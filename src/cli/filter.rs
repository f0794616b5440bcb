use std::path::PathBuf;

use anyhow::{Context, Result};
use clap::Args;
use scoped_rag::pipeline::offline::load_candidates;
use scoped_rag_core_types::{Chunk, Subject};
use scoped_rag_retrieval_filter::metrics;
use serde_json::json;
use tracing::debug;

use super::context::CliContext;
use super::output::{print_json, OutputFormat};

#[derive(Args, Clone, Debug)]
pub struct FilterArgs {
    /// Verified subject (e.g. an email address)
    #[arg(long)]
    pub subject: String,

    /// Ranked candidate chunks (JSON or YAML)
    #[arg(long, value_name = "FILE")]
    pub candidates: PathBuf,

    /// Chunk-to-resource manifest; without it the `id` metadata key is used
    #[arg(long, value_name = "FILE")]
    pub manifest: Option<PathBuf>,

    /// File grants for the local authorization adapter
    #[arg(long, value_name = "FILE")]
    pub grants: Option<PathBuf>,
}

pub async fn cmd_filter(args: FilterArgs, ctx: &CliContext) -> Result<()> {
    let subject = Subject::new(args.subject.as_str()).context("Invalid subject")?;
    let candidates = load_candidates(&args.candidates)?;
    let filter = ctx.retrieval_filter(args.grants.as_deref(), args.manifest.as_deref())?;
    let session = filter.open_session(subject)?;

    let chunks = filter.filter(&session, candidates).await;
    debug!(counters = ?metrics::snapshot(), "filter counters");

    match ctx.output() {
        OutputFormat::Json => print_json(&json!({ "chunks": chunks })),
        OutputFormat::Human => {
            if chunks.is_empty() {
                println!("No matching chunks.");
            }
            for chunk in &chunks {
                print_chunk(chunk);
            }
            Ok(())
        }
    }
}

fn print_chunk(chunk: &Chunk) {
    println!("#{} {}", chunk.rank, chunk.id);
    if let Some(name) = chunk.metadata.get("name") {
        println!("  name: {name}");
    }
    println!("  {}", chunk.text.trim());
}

- - - - -

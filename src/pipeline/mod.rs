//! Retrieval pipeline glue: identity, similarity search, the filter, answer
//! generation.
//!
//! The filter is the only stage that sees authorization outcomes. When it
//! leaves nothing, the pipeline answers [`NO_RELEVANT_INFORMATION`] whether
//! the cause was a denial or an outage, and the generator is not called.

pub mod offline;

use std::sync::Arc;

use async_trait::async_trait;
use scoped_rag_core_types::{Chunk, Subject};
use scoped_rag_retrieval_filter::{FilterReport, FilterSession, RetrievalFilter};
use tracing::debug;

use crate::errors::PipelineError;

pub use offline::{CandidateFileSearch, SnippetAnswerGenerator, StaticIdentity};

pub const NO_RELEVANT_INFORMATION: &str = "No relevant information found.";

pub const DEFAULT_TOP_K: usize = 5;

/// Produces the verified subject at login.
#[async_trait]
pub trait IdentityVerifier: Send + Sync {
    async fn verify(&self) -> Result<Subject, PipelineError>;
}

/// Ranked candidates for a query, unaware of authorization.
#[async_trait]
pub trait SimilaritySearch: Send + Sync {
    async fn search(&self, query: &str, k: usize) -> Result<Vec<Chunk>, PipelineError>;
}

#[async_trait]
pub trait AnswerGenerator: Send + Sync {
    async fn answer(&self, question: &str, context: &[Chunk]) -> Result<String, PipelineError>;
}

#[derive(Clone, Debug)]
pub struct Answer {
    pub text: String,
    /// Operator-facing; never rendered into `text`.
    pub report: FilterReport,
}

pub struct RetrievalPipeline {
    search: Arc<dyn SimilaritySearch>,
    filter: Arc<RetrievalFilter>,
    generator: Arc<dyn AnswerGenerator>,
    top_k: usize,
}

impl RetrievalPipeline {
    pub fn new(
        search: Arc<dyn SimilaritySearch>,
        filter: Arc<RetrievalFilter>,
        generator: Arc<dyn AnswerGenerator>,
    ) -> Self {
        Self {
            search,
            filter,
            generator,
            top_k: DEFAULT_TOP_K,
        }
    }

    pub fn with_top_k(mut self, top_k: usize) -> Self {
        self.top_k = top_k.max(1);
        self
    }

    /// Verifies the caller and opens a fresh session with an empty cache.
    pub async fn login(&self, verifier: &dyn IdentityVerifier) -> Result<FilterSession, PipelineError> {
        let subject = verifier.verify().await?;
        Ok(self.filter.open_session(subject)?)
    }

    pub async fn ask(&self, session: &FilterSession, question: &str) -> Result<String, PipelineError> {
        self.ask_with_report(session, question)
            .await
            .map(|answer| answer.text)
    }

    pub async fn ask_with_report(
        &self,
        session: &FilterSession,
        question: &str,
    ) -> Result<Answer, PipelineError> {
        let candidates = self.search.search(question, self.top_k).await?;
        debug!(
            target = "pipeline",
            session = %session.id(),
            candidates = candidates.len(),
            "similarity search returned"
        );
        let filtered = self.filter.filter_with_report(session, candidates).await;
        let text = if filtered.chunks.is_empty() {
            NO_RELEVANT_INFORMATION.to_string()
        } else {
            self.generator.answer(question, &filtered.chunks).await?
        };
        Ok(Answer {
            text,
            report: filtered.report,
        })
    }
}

- - - - -

__Task to carry out__
Among the entries above, the lines between the ones containing "filename src/cli/filter.rs" and "pub struct FilterArgs", inclusive, are to be transcribed exactly. No other line is to be given.

__Result for this task__
filename src/cli/filter.rs
repository f0794616b5440bcb
use std::path::PathBuf;

use anyhow::{Context, Result};
use clap::Args;
use scoped_rag::pipeline::offline::load_candidates;
use scoped_rag_core_types::{Chunk, Subject};
use scoped_rag_retrieval_filter::metrics;
use serde_json::json;
use tracing::debug;

use super::context::CliContext;
use super::output::{print_json, OutputFormat};

#[derive(Args, Clone, Debug)]
pub struct FilterArgs {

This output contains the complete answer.